Der Bundesgerichtshof entschied, dass sich diese Abweichung vom allgemeinen Verständnis vom versicherten Beruf einem durchschnittlichen Versicherungsnehmer bei der Entscheidung über die Auswahl der beiden ihm unterbreiteten Angebote nicht hinreichend erschließe. Vor allem werde nicht mit der erforderlichen Klarheit die Gefahr der Versicherungslücke verdeutlicht, die mit der Klausel entsteht. Denn die Berufsunfähigkeit soll für den Versicherungsnehmer das Risiko von Einnahmeverlusten abdecken, wenn dieser seinen tatsächlich zuletzt ausgeübten Beruf nicht mehr ausüben kann. Die Klausel fingiere aber eine Tätigkeit, die der Versicherte nicht ausübt. Und von einer solchen fiktiven versicherten Tätigkeit werde der Verbraucher nicht ausgehen. Somit fehle es an der erforderlichen Transparenz, folgerte der Bundesgerichtshof.

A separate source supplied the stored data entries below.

//! Invalidation plan generation.
//!
//! Maps mutation events to the key families they make stale.

use std::collections::{BTreeSet, HashSet};
use std::fmt;

use super::events::{Mutation, MutationEvent};
use super::keys::KeyFamily;

#[derive(Debug, Default, Clone, PartialEq, Eq)]
pub struct InvalidationPlan {
    pub families: BTreeSet<KeyFamily>,
    pub event_count: usize,
}

impl fmt::Display for InvalidationPlan {
    fn fmt(&self, f: &mut fmt::Formatter<'_>) -> fmt::Result {
        write!(
            f,
            "InvalidationPlan {{ events: {}, families: {} }}",
            self.event_count,
            self.families.len()
        )
    }
}

impl InvalidationPlan {
    /// Merge events into one plan, deduplicating by event id.
    pub fn from_events(events: Vec<MutationEvent>) -> Self {
        let mut plan = Self::default();
        let mut seen_ids = HashSet::new();

        for event in events.into_iter().filter(|e| seen_ids.insert(e.id)) {
            plan.event_count += 1;
            plan.families.extend(families_for(&event.kind));
        }

        plan
    }

    pub fn for_mutation(mutation: &Mutation) -> Self {
        Self {
            families: families_for(mutation).into_iter().collect(),
            event_count: 1,
        }
    }

    pub fn contains(&self, family: &KeyFamily) -> bool {
        self.families.contains(family)
    }

    pub fn is_empty(&self) -> bool {
        self.families.is_empty()
    }
}

/// The invalidation table: every family a successful mutation can affect.
pub fn families_for(mutation: &Mutation) -> Vec<KeyFamily> {
    match mutation {
        Mutation::ProfileRegistered { user } => vec![
            KeyFamily::CallerProfile,
            KeyFamily::UserProfile(user.clone()),
            KeyFamily::Roles,
        ],
        Mutation::ProfileSaved { user } | Mutation::ProfileUpdated { user } => vec![
            KeyFamily::CallerProfile,
            KeyFamily::UserProfile(user.clone()),
        ],
        Mutation::RoleAssigned { user } => vec![
            KeyFamily::Roles,
            KeyFamily::CallerProfile,
            KeyFamily::UserProfile(user.clone()),
        ],
        Mutation::PostCreated { post }
        | Mutation::PostUpdated { post }
        | Mutation::ReactionAdded { post }
        | Mutation::ReactionRemoved { post } => {
            vec![KeyFamily::PostLists, KeyFamily::Post(post.clone())]
        }
        Mutation::CommentCreated { post, .. } | Mutation::CommentDeleted { post, .. } => {
            vec![KeyFamily::Comments(post.clone())]
        }
        Mutation::FriendRequestSent { from, to }
        | Mutation::FriendRequestAccepted { from, to }
        | Mutation::FriendRequestRejected { from, to }
        | Mutation::Unfriended { from, to } => vec![
            KeyFamily::PendingRequests,
            KeyFamily::Friends(from.clone()),
            KeyFamily::Friends(to.clone()),
            KeyFamily::friend_pair(from.clone(), to.clone()),
        ],
        Mutation::PostFlagged { post } | Mutation::PostUnflagged { post } => vec![
            KeyFamily::PostLists,
            KeyFamily::FlaggedPosts,
            KeyFamily::Post(post.clone()),
        ],
        Mutation::UserBanned { user } | Mutation::UserUnbanned { user } => vec![
            KeyFamily::PostLists,
            KeyFamily::FlaggedPosts,
            KeyFamily::UserProfile(user.clone()),
        ],
        Mutation::PostDeleted { post } | Mutation::PostRemovedByAdmin { post } => vec![
            KeyFamily::PostLists,
            KeyFamily::Post(post.clone()),
            KeyFamily::FlaggedPosts,
        ],
    }
}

Klausel verletzt Transparenzgebot

Nach Auffassung des Bundesgerichtshofs bestehen auch erhebliche Bedenken, ob die Klausel, neben der fehlenden Klarheit, auch wegen unangemessener Benachteiligung unwirksam sei. Der Vertragszweck könne gefährdet sein, wenn lediglich eine sitzende Tätigkeit von mindestens 90 Prozent abgesichert sei und nicht die "konkret beruflich geprägte Lebensstellung". Das musste der Bundesgerichtshof aber nicht entscheiden, da bereits das Transparenzgebot verletzt war. Bereits das Landgericht und das Kammergericht hatten dem Verbraucherzentrale Bundesverband Recht gegeben und die Klausel für intransparent gehalten.